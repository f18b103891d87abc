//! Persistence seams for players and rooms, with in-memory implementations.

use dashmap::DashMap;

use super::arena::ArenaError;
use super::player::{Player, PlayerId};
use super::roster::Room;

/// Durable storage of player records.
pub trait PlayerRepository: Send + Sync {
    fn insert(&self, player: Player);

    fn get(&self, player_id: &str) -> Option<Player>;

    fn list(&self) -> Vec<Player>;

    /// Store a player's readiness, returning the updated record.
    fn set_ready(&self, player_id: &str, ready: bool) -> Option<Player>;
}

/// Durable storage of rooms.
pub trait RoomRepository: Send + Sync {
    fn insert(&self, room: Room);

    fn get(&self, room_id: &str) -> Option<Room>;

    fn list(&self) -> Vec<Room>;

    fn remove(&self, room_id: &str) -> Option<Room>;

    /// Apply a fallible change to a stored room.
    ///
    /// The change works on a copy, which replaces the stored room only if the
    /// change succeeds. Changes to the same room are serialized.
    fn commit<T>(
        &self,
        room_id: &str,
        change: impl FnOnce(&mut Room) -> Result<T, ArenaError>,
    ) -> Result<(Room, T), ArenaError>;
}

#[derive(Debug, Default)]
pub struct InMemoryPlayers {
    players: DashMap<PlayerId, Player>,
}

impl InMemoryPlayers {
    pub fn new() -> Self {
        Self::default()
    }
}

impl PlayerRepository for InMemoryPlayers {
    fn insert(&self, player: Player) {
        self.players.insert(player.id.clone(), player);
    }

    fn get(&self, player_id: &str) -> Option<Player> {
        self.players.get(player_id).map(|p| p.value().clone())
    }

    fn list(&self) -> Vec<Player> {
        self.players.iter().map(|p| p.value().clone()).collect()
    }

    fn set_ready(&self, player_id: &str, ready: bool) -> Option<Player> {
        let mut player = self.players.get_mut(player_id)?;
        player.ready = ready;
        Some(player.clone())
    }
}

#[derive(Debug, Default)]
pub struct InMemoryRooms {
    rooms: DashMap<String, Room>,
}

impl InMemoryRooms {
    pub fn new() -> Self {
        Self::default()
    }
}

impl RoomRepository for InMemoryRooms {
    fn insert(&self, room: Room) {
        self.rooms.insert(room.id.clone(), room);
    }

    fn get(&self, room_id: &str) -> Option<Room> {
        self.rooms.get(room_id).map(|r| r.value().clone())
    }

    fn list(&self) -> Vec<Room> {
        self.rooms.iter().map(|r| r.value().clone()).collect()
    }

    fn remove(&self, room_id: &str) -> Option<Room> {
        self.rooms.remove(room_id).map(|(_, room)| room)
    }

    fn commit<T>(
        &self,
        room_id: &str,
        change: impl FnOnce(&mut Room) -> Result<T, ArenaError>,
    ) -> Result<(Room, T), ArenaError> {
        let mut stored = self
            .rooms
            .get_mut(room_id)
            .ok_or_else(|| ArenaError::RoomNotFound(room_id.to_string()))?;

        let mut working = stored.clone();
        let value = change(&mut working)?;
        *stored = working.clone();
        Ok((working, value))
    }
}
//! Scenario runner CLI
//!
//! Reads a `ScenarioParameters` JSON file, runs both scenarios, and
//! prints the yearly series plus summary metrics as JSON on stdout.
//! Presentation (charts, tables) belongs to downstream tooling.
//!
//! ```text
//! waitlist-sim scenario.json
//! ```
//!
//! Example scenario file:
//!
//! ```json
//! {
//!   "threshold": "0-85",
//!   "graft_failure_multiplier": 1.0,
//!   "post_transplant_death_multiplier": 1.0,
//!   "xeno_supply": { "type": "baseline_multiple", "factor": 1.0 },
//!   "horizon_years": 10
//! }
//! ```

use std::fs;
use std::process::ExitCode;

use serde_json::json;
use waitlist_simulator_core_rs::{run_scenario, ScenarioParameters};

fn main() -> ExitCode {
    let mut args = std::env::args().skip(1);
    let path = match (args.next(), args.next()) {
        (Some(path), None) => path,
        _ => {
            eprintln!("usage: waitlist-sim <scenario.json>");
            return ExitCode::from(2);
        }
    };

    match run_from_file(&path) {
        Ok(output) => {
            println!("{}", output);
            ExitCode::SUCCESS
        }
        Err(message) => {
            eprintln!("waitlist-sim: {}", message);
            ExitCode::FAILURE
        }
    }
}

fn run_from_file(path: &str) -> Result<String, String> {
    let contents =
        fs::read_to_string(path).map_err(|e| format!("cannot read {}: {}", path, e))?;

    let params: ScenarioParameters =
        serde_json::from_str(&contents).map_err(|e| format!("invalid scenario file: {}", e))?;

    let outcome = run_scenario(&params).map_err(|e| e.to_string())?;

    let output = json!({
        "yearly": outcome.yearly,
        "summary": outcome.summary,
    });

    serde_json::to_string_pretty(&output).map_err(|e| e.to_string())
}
============
> _PROBLEM DETAILS_
Transcribe, exactly as written, all lines of the entries above from the first to the one containing "use super::roster::Room;", and no more.

> _EXERCISE RESPONSE_
repository f18b103891d87abc
//! Persistence seams for players and rooms, with in-memory implementations.

use dashmap::DashMap;

use super::arena::ArenaError;
use super::player::{Player, PlayerId};
use super::roster::Room;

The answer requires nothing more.